Somatic escape variants of SERPINA1 in ⍺1-antitrypsin deficiency

Prof Stefan Marciniak; Cambridge Institute for Medical Research, University of Cambridge

I studied medicine at the University of Cambridge as part of its MB/PhD program. After training in respiratory medicine in Cambridge, London and Edinburgh, I undertook post-doctoral research in New York University for three years and then again in Cambridge. In 2012,I established my lab in the Cambridge Institute for Medical Research (CIMR) to study diseases caused by abnormal protein folding, including alpha1-antitryspin deficiency. In 2016, I was elected the Professor of Respiratory Science at the University of Cambridge. In Cambridge, I direct the MB/PhD program, while nationally I direct the NHS England Rare Disease Collaborative Network (RDCN) in Familial Pneumothorax.

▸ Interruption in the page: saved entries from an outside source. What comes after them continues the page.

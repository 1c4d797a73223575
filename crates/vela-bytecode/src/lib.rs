//! Bytecode definitions for the Vela virtual machine.
//!
//! This crate defines the register-machine instruction set and the compiled
//! function prototype format produced by the Vela compiler and consumed by
//! the interpreter. It contains no compilation logic of its own.

pub mod opcode;
pub mod proto;

pub use opcode::{ArithOp, CmpOp, Instruction, UnaryOp, NO_JUMP};
pub use proto::{Constant, LocalDebug, Proto, SourcePos, UpvalDesc};

/// Hard limit on registers addressable by one function.
///
/// Register operands are a single byte; the range above this ceiling is
/// reserved for the interpreter's internal use.
pub const MAX_REGISTERS: u8 = 200;
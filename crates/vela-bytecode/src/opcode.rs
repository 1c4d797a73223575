//! Instruction set for the Vela VM.
//!
//! Vela uses a register machine: every function activation owns a window of
//! value slots ("registers") addressed by a single byte. Instructions are
//! plain enum values with named operands rather than packed words; the
//! compiler and interpreter share this representation directly.
//!
//! Two conventions are load-bearing for the compiler:
//!
//! - **Conditional skip**: `Cmp`, `Test` and `TestSet` evaluate a condition
//!   and, when it does *not* match the `expect` flag, skip the immediately
//!   following instruction. The compiler always places a `Jump` there, so a
//!   taken condition transfers control and a failed one falls through.
//! - **Jump-list threading**: an unresolved `Jump` temporarily stores the
//!   program counter of the *next* unresolved jump in the same pending list
//!   (or [`NO_JUMP`] as the terminator) in its `offset` field. Lists are
//!   patched in place once the target is known.

use serde::{Deserialize, Serialize};

/// Terminator for jump lists threaded through [`Instruction::Jump`] offsets.
pub const NO_JUMP: i32 = -1;

/// Arithmetic and bitwise binary operators.
#[derive(Debug, Clone, Copy, PartialEq, Eq, Hash, Serialize, Deserialize)]
pub enum ArithOp {
    Add,
    Sub,
    Mul,
    /// Float division; always produces a float.
    Div,
    /// Floor division.
    IDiv,
    Mod,
    /// Exponentiation; always produces a float.
    Pow,
    BAnd,
    BOr,
    BXor,
    Shl,
    Shr,
}

/// Unary operators.
#[derive(Debug, Clone, Copy, PartialEq, Eq, Hash, Serialize, Deserialize)]
pub enum UnaryOp {
    /// Arithmetic negation.
    Neg,
    /// Logical not; any value is accepted, result is a boolean.
    Not,
    /// Length of a string or table.
    Len,
    /// Bitwise not.
    BNot,
}

/// Comparison operators for [`Instruction::Cmp`].
///
/// Greater-than forms are expressed by swapping operands.
#[derive(Debug, Clone, Copy, PartialEq, Eq, Hash, Serialize, Deserialize)]
pub enum CmpOp {
    Eq,
    Lt,
    Le,
}

/// One VM instruction.
///
/// Register operands are `u8` slot indices. `u32` operands index the
/// enclosing prototype's constant pool (`key`, `index`) or child prototype
/// list (`proto`). Jump offsets are relative to the instruction *after* the
/// jump.
#[derive(Debug, Clone, Copy, PartialEq, Serialize, Deserialize)]
pub enum Instruction {
    // ===== Loads and moves =====
    /// `R[dst] = R[src]`
    Move { dst: u8, src: u8 },
    /// `R[dst..=dst+extra] = nil`
    LoadNil { dst: u8, extra: u8 },
    /// `R[dst] = value`
    LoadBool { dst: u8, value: bool },
    /// `R[dst] = false`, then skip the next instruction.
    ///
    /// Used when materializing a comparison into a register.
    LoadFalseSkip { dst: u8 },
    /// `R[dst] = value` (small integer immediate).
    LoadInt { dst: u8, value: i32 },
    /// `R[dst] = K[index]`
    LoadConst { dst: u8, index: u32 },

    // ===== Upvalues and globals =====
    /// `R[dst] = U[upval]`
    GetUpval { dst: u8, upval: u8 },
    /// `U[upval] = R[src]`
    SetUpval { src: u8, upval: u8 },
    /// `R[dst] = U[upval][K[key]]` — global reads go through the
    /// environment upvalue.
    GetUpvalField { dst: u8, upval: u8, key: u32 },
    /// `U[upval][K[key]] = R[src]`
    SetUpvalField { upval: u8, key: u32, src: u8 },

    // ===== Table access =====
    /// `R[dst] = R[table][R[key]]`
    GetIndex { dst: u8, table: u8, key: u8 },
    /// `R[dst] = R[table][K[key]]` (string key)
    GetField { dst: u8, table: u8, key: u32 },
    /// `R[dst] = R[table][key]` (integer key)
    GetIndexInt { dst: u8, table: u8, key: i32 },
    /// `R[table][R[key]] = R[src]`
    SetIndex { table: u8, key: u8, src: u8 },
    /// `R[table][K[key]] = R[src]` (string key)
    SetField { table: u8, key: u32, src: u8 },
    /// `R[table][key] = R[src]` (integer key)
    SetIndexInt { table: u8, key: i32, src: u8 },
    /// `R[dst] = {}` with size hints for the array and hash parts.
    NewTable { dst: u8, narray: u8, nhash: u8 },
    /// `R[table][start+i] = R[table+1+i]` for `i in 0..count`; `count == 0`
    /// stores everything up to the top of the active window.
    SetList { table: u8, count: u8, start: u32 },
    /// Method prologue: `R[base+1] = R[obj]; R[base] = R[obj][K[key]]`.
    SelfField { base: u8, obj: u8, key: u32 },
    /// `setmetatable(R[table], R[meta])` — emitted by class lowering.
    SetMeta { table: u8, meta: u8 },

    // ===== Operators =====
    /// `R[dst] = R[lhs] op R[rhs]`
    Arith { op: ArithOp, dst: u8, lhs: u8, rhs: u8 },
    /// `R[dst] = op R[src]`
    Unary { op: UnaryOp, dst: u8, src: u8 },
    /// `R[first] = R[first] .. R[first+1] .. ... .. R[first+count-1]`
    Concat { first: u8, count: u8 },

    // ===== Control flow =====
    /// `pc += offset`
    Jump { offset: i32 },
    /// If `(R[lhs] op R[rhs]) != expect`, skip the next instruction.
    Cmp { op: CmpOp, lhs: u8, rhs: u8, expect: bool },
    /// If `truthy(R[reg]) != expect`, skip the next instruction.
    Test { reg: u8, expect: bool },
    /// If `truthy(R[src]) == expect`, `R[dst] = R[src]` and the next
    /// instruction (a jump) executes; otherwise skip it.
    TestSet { dst: u8, src: u8, expect: bool },

    // ===== Calls and returns =====
    /// Call `R[base]` with `nargs - 1` arguments in the following registers;
    /// `nargs == 0` means "all values up to the top". Results are stored
    /// from `R[base]`; `nresults == 0` keeps all results, otherwise
    /// `nresults - 1` values are kept.
    Call { base: u8, nargs: u8, nresults: u8 },
    /// Return `count - 1` values starting at `R[base]`; `count == 0`
    /// returns everything up to the top.
    Return { base: u8, count: u8 },
    /// `R[dst..] = ...` — `count - 1` values wanted, `count == 0` for all.
    Vararg { dst: u8, count: u8 },

    // ===== Closures and scopes =====
    /// `R[dst] = closure(P[proto])`
    Closure { dst: u8, proto: u32 },
    /// Close every upvalue capturing a register `>= from`.
    Close { from: u8 },
    /// Mark `R[reg]` as to-be-closed for this block.
    Tbc { reg: u8 },

    // ===== Loops =====
    /// Numeric for prologue over `R[base]` (init), `R[base+1]` (limit),
    /// `R[base+2]` (step); jumps past the body if the loop runs zero times.
    /// `R[base+3]` is the user-visible control variable.
    ForPrep { base: u8, offset: i32 },
    /// Numeric for epilogue; steps the control variable and jumps back while
    /// the limit has not been passed.
    ForLoop { base: u8, offset: i32 },
    /// Generic for prologue; jumps forward to the matching [`Self::TForCall`].
    TForPrep { base: u8, offset: i32 },
    /// `R[base+3..] = R[base](R[base+1], R[base+2])`, keeping `nresults`
    /// values.
    TForCall { base: u8, nresults: u8 },
    /// If `R[base+3] != nil`, `R[base+2] = R[base+3]` and jump back.
    TForLoop { base: u8, offset: i32 },
}

impl Instruction {
    /// Whether this instruction is a conditional that skips its successor.
    pub fn is_conditional(&self) -> bool {
        matches!(
            self,
            Instruction::Cmp { .. } | Instruction::Test { .. } | Instruction::TestSet { .. }
        )
    }
}

#[cfg(test)]
mod tests {
    use super::*;

    #[test]
    fn conditionals_are_flagged() {
        assert!(Instruction::Test { reg: 0, expect: true }.is_conditional());
        assert!(Instruction::Cmp { op: CmpOp::Eq, lhs: 0, rhs: 1, expect: true }.is_conditional());
        assert!(!Instruction::Jump { offset: 3 }.is_conditional());
    }
}
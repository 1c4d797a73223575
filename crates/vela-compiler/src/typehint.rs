//! The type hint model.
//!
//! Hints are advisory: they never change generated code, only feed the
//! `type-mismatch` and `unknown-type` warnings. A hint holds up to
//! [`MAX_TYPE_DESCS`] primitive types. Writing a wider union collapses
//! the hint to the wildcard, keeping only nilability, so a hint is
//! always cheap to store and compare.

use std::fmt;

/// Primitive types a hint can name.
#[derive(Debug, Clone, Copy, PartialEq, Eq)]
pub enum PrimType {
    Nil,
    Boolean,
    Number,
    Int,
    Float,
    String,
    Table,
    Function,
    Userdata,
    /// Only valid as a sole return hint.
    Void,
}

impl PrimType {
    pub fn from_name(name: &str) -> Option<PrimType> {
        match name {
            "nil" => Some(PrimType::Nil),
            "boolean" | "bool" => Some(PrimType::Boolean),
            "number" => Some(PrimType::Number),
            "int" => Some(PrimType::Int),
            "float" => Some(PrimType::Float),
            "string" => Some(PrimType::String),
            "table" => Some(PrimType::Table),
            "function" => Some(PrimType::Function),
            "userdata" => Some(PrimType::Userdata),
            "void" => Some(PrimType::Void),
            _ => None,
        }
    }

    pub fn name(self) -> &'static str {
        match self {
            PrimType::Nil => "nil",
            PrimType::Boolean => "boolean",
            PrimType::Number => "number",
            PrimType::Int => "int",
            PrimType::Float => "float",
            PrimType::String => "string",
            PrimType::Table => "table",
            PrimType::Function => "function",
            PrimType::Userdata => "userdata",
            PrimType::Void => "void",
        }
    }
}

/// How many primitive types one hint can carry before collapsing.
pub const MAX_TYPE_DESCS: usize = 3;

/// A type hint attached to a local, parameter, or return.
#[derive(Debug, Clone, Copy, PartialEq, Eq, Default)]
pub struct TypeHint {
    descs: [Option<PrimType>; MAX_TYPE_DESCS],
    /// Collapsed union: matches every type except a bare nil.
    wildcard: bool,
}

impl TypeHint {
    pub fn of(t: PrimType) -> TypeHint {
        let mut hint = TypeHint::default();
        hint.emplace(t);
        hint
    }

    pub fn any() -> TypeHint {
        TypeHint {
            descs: [None; MAX_TYPE_DESCS],
            wildcard: true,
        }
    }

    /// An absent hint carries no information.
    pub fn is_empty(&self) -> bool {
        !self.wildcard && self.descs[0].is_none()
    }

    pub fn is_wildcard(&self) -> bool {
        self.wildcard
    }

    pub fn contains(&self, t: PrimType) -> bool {
        self.descs.iter().any(|d| *d == Some(t))
    }

    pub fn nilable(&self) -> bool {
        self.contains(PrimType::Nil)
    }

    /// True for hints that promise a useful value: non-empty and
    /// neither `void` nor plain `nil`.
    pub fn promises_value(&self) -> bool {
        if self.is_empty() || self.contains(PrimType::Void) {
            return false;
        }
        self.wildcard || self.descs.iter().flatten().any(|d| *d != PrimType::Nil)
    }

    /// Adds a primitive type to the hint. Adding `int` to a hint that
    /// holds `float` (or vice versa) widens both into `number`. When
    /// the hint is full it collapses to the wildcard, preserving only
    /// whether nil was allowed.
    pub fn emplace(&mut self, t: PrimType) {
        if self.contains(t) || (self.wildcard && t != PrimType::Nil) {
            return;
        }

        // int|float is just number
        let t = match t {
            PrimType::Int if self.contains(PrimType::Float) => {
                self.remove(PrimType::Float);
                PrimType::Number
            }
            PrimType::Float if self.contains(PrimType::Int) => {
                self.remove(PrimType::Int);
                PrimType::Number
            }
            PrimType::Int | PrimType::Float if self.contains(PrimType::Number) => return,
            other => other,
        };
        if self.contains(t) {
            return;
        }

        for slot in &mut self.descs {
            if slot.is_none() {
                *slot = Some(t);
                return;
            }
        }

        // Full: collapse to the wildcard, keeping nilability
        let nilable = self.nilable() || t == PrimType::Nil;
        self.descs = [None; MAX_TYPE_DESCS];
        self.wildcard = true;
        if nilable {
            self.descs[0] = Some(PrimType::Nil);
        }
    }

    fn remove(&mut self, t: PrimType) {
        let mut write = 0;
        let old = self.descs;
        self.descs = [None; MAX_TYPE_DESCS];
        for d in old.into_iter().flatten() {
            if d != t {
                self.descs[write] = Some(d);
                write += 1;
            }
        }
    }

    /// Whether a value described by `value` is acceptable where this
    /// hint applies. Hints overlap when any type of the value matches
    /// any type of the hint; warnings only fire when there is no
    /// overlap at all.
    pub fn compatible_with(&self, value: &TypeHint) -> bool {
        if self.is_empty() || value.is_empty() {
            return true;
        }
        if value.wildcard {
            return true;
        }
        if self.wildcard {
            // A definitely-nil value needs an explicitly nilable hint
            let only_nil = value.descs.iter().flatten().all(|d| *d == PrimType::Nil);
            return !only_nil || self.nilable();
        }
        value.descs.iter().flatten().any(|v| {
            self.descs
                .iter()
                .flatten()
                .any(|h| prim_compatible(*h, *v))
        })
    }
}

fn prim_compatible(hint: PrimType, value: PrimType) -> bool {
    if hint == value {
        return true;
    }
    matches!(
        (hint, value),
        (PrimType::Number, PrimType::Int | PrimType::Float)
            | (PrimType::Int | PrimType::Float, PrimType::Number)
    )
}

impl fmt::Display for TypeHint {
    fn fmt(&self, f: &mut fmt::Formatter<'_>) -> fmt::Result {
        if self.is_empty() {
            return f.write_str("unknown");
        }
        if self.nilable() {
            let others = self.wildcard || self.descs.iter().flatten().any(|d| *d != PrimType::Nil);
            if !others {
                return f.write_str("nil");
            }
            f.write_str("?")?;
        }
        if self.wildcard {
            return f.write_str("any");
        }
        let mut first = true;
        for d in self.descs.iter().flatten() {
            if *d == PrimType::Nil {
                continue;
            }
            if !first {
                f.write_str("|")?;
            }
            f.write_str(d.name())?;
            first = false;
        }
        Ok(())
    }
}

#[cfg(test)]
mod tests {
    use super::*;

    #[test]
    fn empty_hint_is_compatible_with_everything() {
        let empty = TypeHint::default();
        assert!(empty.compatible_with(&TypeHint::of(PrimType::String)));
        assert!(TypeHint::of(PrimType::String).compatible_with(&empty));
    }

    #[test]
    fn int_and_float_widen_to_number() {
        let mut hint = TypeHint::of(PrimType::Int);
        hint.emplace(PrimType::Float);
        assert!(hint.contains(PrimType::Number));
        assert!(!hint.contains(PrimType::Int));
        assert!(!hint.contains(PrimType::Float));
    }

    #[test]
    fn number_accepts_int_and_float() {
        let number = TypeHint::of(PrimType::Number);
        assert!(number.compatible_with(&TypeHint::of(PrimType::Int)));
        assert!(number.compatible_with(&TypeHint::of(PrimType::Float)));
        assert!(!number.compatible_with(&TypeHint::of(PrimType::String)));
    }

    #[test]
    fn overflow_collapses_to_wildcard() {
        let mut hint = TypeHint::of(PrimType::String);
        hint.emplace(PrimType::Table);
        hint.emplace(PrimType::Function);
        assert!(!hint.is_wildcard());
        hint.emplace(PrimType::Boolean);
        assert!(hint.is_wildcard());
        assert!(!hint.nilable());
        assert!(hint.compatible_with(&TypeHint::of(PrimType::Userdata)));
    }

    #[test]
    fn collapse_preserves_nilability() {
        let mut hint = TypeHint::of(PrimType::Nil);
        hint.emplace(PrimType::String);
        hint.emplace(PrimType::Table);
        hint.emplace(PrimType::Boolean);
        assert!(hint.is_wildcard());
        assert!(hint.nilable());
        assert!(hint.compatible_with(&TypeHint::of(PrimType::Nil)));

        let mut plain = TypeHint::of(PrimType::String);
        plain.emplace(PrimType::Table);
        plain.emplace(PrimType::Boolean);
        plain.emplace(PrimType::Userdata);
        assert!(plain.is_wildcard());
        assert!(!plain.compatible_with(&TypeHint::of(PrimType::Nil)));
    }

    #[test]
    fn duplicate_emplace_is_a_no_op() {
        let mut hint = TypeHint::of(PrimType::String);
        hint.emplace(PrimType::String);
        hint.emplace(PrimType::String);
        assert_eq!(hint, TypeHint::of(PrimType::String));
    }

    #[test]
    fn display_formats_unions() {
        let mut hint = TypeHint::of(PrimType::String);
        hint.emplace(PrimType::Int);
        assert_eq!(hint.to_string(), "string|int");

        let mut nilable = TypeHint::of(PrimType::Nil);
        nilable.emplace(PrimType::String);
        assert_eq!(nilable.to_string(), "?string");

        assert_eq!(TypeHint::of(PrimType::Nil).to_string(), "nil");
        assert_eq!(TypeHint::any().to_string(), "any");
        assert_eq!(TypeHint::default().to_string(), "unknown");
    }

    #[test]
    fn promises_value() {
        assert!(TypeHint::of(PrimType::String).promises_value());
        assert!(TypeHint::any().promises_value());
        assert!(!TypeHint::default().promises_value());
        assert!(!TypeHint::of(PrimType::Void).promises_value());
        assert!(!TypeHint::of(PrimType::Nil).promises_value());
    }
}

Somatic variants accumulate in non-malignant tissues with age. Functional variants, leading to clonal advantage of hepatocytes, accumulate in the liver of patients with acquired chronic liver disease (CLD). Whether somatic variants are common to CLD from differing aetiologies is unknown. We analyzed liver somatic variants in patients with genetic CLD from alpha-1 antitrypsin (A1AT) deficiency or haemochromatosis. We show that somatic variants in SERPINA1, the gene encoding A1AT, are strongly selected for in A1AT deficiency, with evidence of convergent evolution. Acquired SERPINA1 variants are clustered at the carboxyl terminus of A1AT, leading to truncation. In vitro and in vivo, C-terminal truncation variants reduce disease-associated Z-A1AT polymer accumulation and disruption of the endoplasmic reticulum, supporting the C-terminal domain swap mechanism. Therefore, somatic escape variants from a deleterious germline variant are selected for in A1AT deficiency, suggesting that functional somatic variants are disease-specific in CLD and point to disease-associated mechanisms.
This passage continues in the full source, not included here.